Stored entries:

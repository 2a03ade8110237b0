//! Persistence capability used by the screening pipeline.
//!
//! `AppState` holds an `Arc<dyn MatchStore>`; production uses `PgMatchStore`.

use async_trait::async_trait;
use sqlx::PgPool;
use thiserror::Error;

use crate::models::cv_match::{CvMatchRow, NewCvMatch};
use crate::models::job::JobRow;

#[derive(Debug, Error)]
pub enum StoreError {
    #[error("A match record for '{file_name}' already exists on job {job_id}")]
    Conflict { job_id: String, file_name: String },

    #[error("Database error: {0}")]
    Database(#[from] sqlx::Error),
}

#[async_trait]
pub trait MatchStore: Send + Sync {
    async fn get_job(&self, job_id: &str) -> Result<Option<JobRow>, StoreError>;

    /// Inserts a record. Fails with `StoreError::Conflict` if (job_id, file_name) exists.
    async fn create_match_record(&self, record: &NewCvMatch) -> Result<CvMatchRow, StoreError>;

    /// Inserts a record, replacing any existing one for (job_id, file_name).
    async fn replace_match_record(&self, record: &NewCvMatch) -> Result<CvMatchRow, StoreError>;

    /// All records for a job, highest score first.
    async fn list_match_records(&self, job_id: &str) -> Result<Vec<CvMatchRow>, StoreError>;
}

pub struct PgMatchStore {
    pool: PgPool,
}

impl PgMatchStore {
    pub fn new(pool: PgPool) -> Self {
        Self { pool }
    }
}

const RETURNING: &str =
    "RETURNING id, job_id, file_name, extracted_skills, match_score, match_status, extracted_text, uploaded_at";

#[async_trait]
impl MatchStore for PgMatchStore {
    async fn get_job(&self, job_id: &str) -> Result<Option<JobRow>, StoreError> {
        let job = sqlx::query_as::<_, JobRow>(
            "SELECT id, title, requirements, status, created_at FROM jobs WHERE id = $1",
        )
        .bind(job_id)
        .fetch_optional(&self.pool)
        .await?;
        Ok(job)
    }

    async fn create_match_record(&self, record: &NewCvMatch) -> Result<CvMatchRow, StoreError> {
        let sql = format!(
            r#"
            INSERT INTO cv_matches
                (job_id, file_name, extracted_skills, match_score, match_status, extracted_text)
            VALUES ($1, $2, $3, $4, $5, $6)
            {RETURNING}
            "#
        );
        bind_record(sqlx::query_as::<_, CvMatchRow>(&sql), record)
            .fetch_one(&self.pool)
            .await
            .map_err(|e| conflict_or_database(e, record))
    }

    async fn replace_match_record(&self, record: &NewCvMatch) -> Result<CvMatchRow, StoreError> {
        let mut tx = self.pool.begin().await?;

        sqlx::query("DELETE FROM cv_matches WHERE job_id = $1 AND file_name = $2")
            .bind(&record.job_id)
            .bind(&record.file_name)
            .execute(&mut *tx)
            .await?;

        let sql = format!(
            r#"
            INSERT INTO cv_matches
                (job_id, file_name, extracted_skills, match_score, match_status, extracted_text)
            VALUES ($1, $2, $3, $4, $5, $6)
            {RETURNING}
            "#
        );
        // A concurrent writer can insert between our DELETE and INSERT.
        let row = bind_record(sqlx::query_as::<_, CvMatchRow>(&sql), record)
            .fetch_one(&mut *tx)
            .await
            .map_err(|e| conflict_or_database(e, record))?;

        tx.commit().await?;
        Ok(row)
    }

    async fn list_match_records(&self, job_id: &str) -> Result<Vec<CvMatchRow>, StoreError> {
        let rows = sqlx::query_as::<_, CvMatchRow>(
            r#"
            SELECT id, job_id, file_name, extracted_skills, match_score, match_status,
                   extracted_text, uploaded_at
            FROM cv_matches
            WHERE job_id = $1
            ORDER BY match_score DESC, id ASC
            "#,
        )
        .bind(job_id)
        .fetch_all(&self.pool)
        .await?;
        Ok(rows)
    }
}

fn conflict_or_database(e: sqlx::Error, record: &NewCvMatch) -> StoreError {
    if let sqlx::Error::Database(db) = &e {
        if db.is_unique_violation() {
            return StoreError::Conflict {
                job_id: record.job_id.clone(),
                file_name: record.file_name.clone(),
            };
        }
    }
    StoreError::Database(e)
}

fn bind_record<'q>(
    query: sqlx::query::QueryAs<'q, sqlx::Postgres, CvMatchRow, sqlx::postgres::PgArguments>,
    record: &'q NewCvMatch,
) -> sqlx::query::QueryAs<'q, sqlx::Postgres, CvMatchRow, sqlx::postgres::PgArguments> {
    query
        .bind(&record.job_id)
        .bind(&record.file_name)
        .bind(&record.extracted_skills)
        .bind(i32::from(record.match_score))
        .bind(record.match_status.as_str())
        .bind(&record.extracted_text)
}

#### TRY IT
Only certain lines are wanted. Please return exactly those from the top of the data through the line with "pub trait MatchStore: Send".

#### EXERCISE RESULT
repository 2a03ade8110237b0
//! Persistence capability used by the screening pipeline.
//!
//! `AppState` holds an `Arc<dyn MatchStore>`; production uses `PgMatchStore`.

use async_trait::async_trait;
use sqlx::PgPool;
use thiserror::Error;

use crate::models::cv_match::{CvMatchRow, NewCvMatch};
use crate::models::job::JobRow;

#[derive(Debug, Error)]
pub enum StoreError {
    #[error("A match record for '{file_name}' already exists on job {job_id}")]
    Conflict { job_id: String, file_name: String },

    #[error("Database error: {0}")]
    Database(#[from] sqlx::Error),
}

#[async_trait]
pub trait MatchStore: Send + Sync {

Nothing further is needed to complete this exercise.